[Saved data entries]
***
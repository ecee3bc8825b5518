//! Domain-specific error types and error handling.

mod types;

#[cfg(test)]
mod tests;

pub use types::{AuthError, TokenError, ValidationError};

use thiserror::Error;

/// Core domain errors (general purpose)
#[derive(Error, Debug)]
pub enum DomainError {
    #[error("Validation error: {message}")]
    Validation { message: String },

    #[error("{resource} not found")]
    NotFound { resource: String },

    #[error("{message}")]
    Conflict { field: String, message: String },

    #[error("Forbidden: {message}")]
    Forbidden { message: String },

    #[error("Unauthorized access")]
    Unauthorized,

    #[error("Internal error: {message}")]
    Internal { message: String },

    // Bridge to specific error types
    #[error(transparent)]
    Auth(#[from] AuthError),

    #[error(transparent)]
    Token(#[from] TokenError),

    #[error(transparent)]
    ValidationErr(#[from] ValidationError),
}

/// Coarse error categories, one per HTTP status the API emits
#[derive(Debug, Clone, Copy, PartialEq, Eq)]
pub enum ErrorCategory {
    Validation,
    Unauthorized,
    Forbidden,
    NotFound,
    Conflict,
    Internal,
}

impl DomainError {
    /// Shorthand for a missing resource
    pub fn not_found(resource: impl Into<String>) -> Self {
        DomainError::NotFound {
            resource: resource.into(),
        }
    }

    /// Shorthand for a storage or runtime failure
    pub fn internal(message: impl Into<String>) -> Self {
        DomainError::Internal {
            message: message.into(),
        }
    }

    /// Shorthand for a uniqueness violation on `field`
    pub fn conflict(field: impl Into<String>, message: impl Into<String>) -> Self {
        DomainError::Conflict {
            field: field.into(),
            message: message.into(),
        }
    }

    /// Map the error onto the taxonomy shared by every endpoint
    pub fn category(&self) -> ErrorCategory {
        match self {
            DomainError::Validation { .. } | DomainError::ValidationErr(_) => {
                ErrorCategory::Validation
            }
            DomainError::NotFound { .. } => ErrorCategory::NotFound,
            DomainError::Conflict { .. } => ErrorCategory::Conflict,
            DomainError::Forbidden { .. } => ErrorCategory::Forbidden,
            DomainError::Unauthorized | DomainError::Token(_) => ErrorCategory::Unauthorized,
            DomainError::Internal { .. } => ErrorCategory::Internal,
            DomainError::Auth(auth) => match auth {
                AuthError::InvalidCredentials | AuthError::AccountRemoved => {
                    ErrorCategory::Unauthorized
                }
                AuthError::EmailAlreadyRegistered | AuthError::PhoneAlreadyRegistered => {
                    ErrorCategory::Conflict
                }
                AuthError::AccountMismatch | AuthError::AdminAccessRequired => {
                    ErrorCategory::Forbidden
                }
            },
        }
    }

    pub fn is_not_found(&self) -> bool {
        self.category() == ErrorCategory::NotFound
    }
}

pub type DomainResult<T> = Result<T, DomainError>;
***
TASK STATEMENT – Your task is to give back every record exactly.

SOLUTION –
repository ecee3bc8825b5518
//! Domain-specific error types and error handling.

mod types;

#[cfg(test)]
mod tests;

pub use types::{AuthError, TokenError, ValidationError};

use thiserror::Error;

/// Core domain errors (general purpose)
#[derive(Error, Debug)]
pub enum DomainError {
    #[error("Validation error: {message}")]
    Validation { message: String },

    #[error("{resource} not found")]
    NotFound { resource: String },

    #[error("{message}")]
    Conflict { field: String, message: String },

    #[error("Forbidden: {message}")]
    Forbidden { message: String },

    #[error("Unauthorized access")]
    Unauthorized,

    #[error("Internal error: {message}")]
    Internal { message: String },

    // Bridge to specific error types
    #[error(transparent)]
    Auth(#[from] AuthError),

    #[error(transparent)]
    Token(#[from] TokenError),

    #[error(transparent)]
    ValidationErr(#[from] ValidationError),
}

/// Coarse error categories, one per HTTP status the API emits
#[derive(Debug, Clone, Copy, PartialEq, Eq)]
pub enum ErrorCategory {
    Validation,
    Unauthorized,
    Forbidden,
    NotFound,
    Conflict,
    Internal,
}

impl DomainError {
    /// Shorthand for a missing resource
    pub fn not_found(resource: impl Into<String>) -> Self {
        DomainError::NotFound {
            resource: resource.into(),
        }
    }

    /// Shorthand for a storage or runtime failure
    pub fn internal(message: impl Into<String>) -> Self {
        DomainError::Internal {
            message: message.into(),
        }
    }

    /// Shorthand for a uniqueness violation on `field`
    pub fn conflict(field: impl Into<String>, message: impl Into<String>) -> Self {
        DomainError::Conflict {
            field: field.into(),
            message: message.into(),
        }
    }

    /// Map the error onto the taxonomy shared by every endpoint
    pub fn category(&self) -> ErrorCategory {
        match self {
            DomainError::Validation { .. } | DomainError::ValidationErr(_) => {
                ErrorCategory::Validation
            }
            DomainError::NotFound { .. } => ErrorCategory::NotFound,
            DomainError::Conflict { .. } => ErrorCategory::Conflict,
            DomainError::Forbidden { .. } => ErrorCategory::Forbidden,
            DomainError::Unauthorized | DomainError::Token(_) => ErrorCategory::Unauthorized,
            DomainError::Internal { .. } => ErrorCategory::Internal,
            DomainError::Auth(auth) => match auth {
                AuthError::InvalidCredentials | AuthError::AccountRemoved => {
                    ErrorCategory::Unauthorized
                }
                AuthError::EmailAlreadyRegistered | AuthError::PhoneAlreadyRegistered => {
                    ErrorCategory::Conflict
                }
                AuthError::AccountMismatch | AuthError::AdminAccessRequired => {
                    ErrorCategory::Forbidden
                }
            },
        }
    }

    pub fn is_not_found(&self) -> bool {
        self.category() == ErrorCategory::NotFound
    }
}

pub type DomainResult<T> = Result<T, DomainError>;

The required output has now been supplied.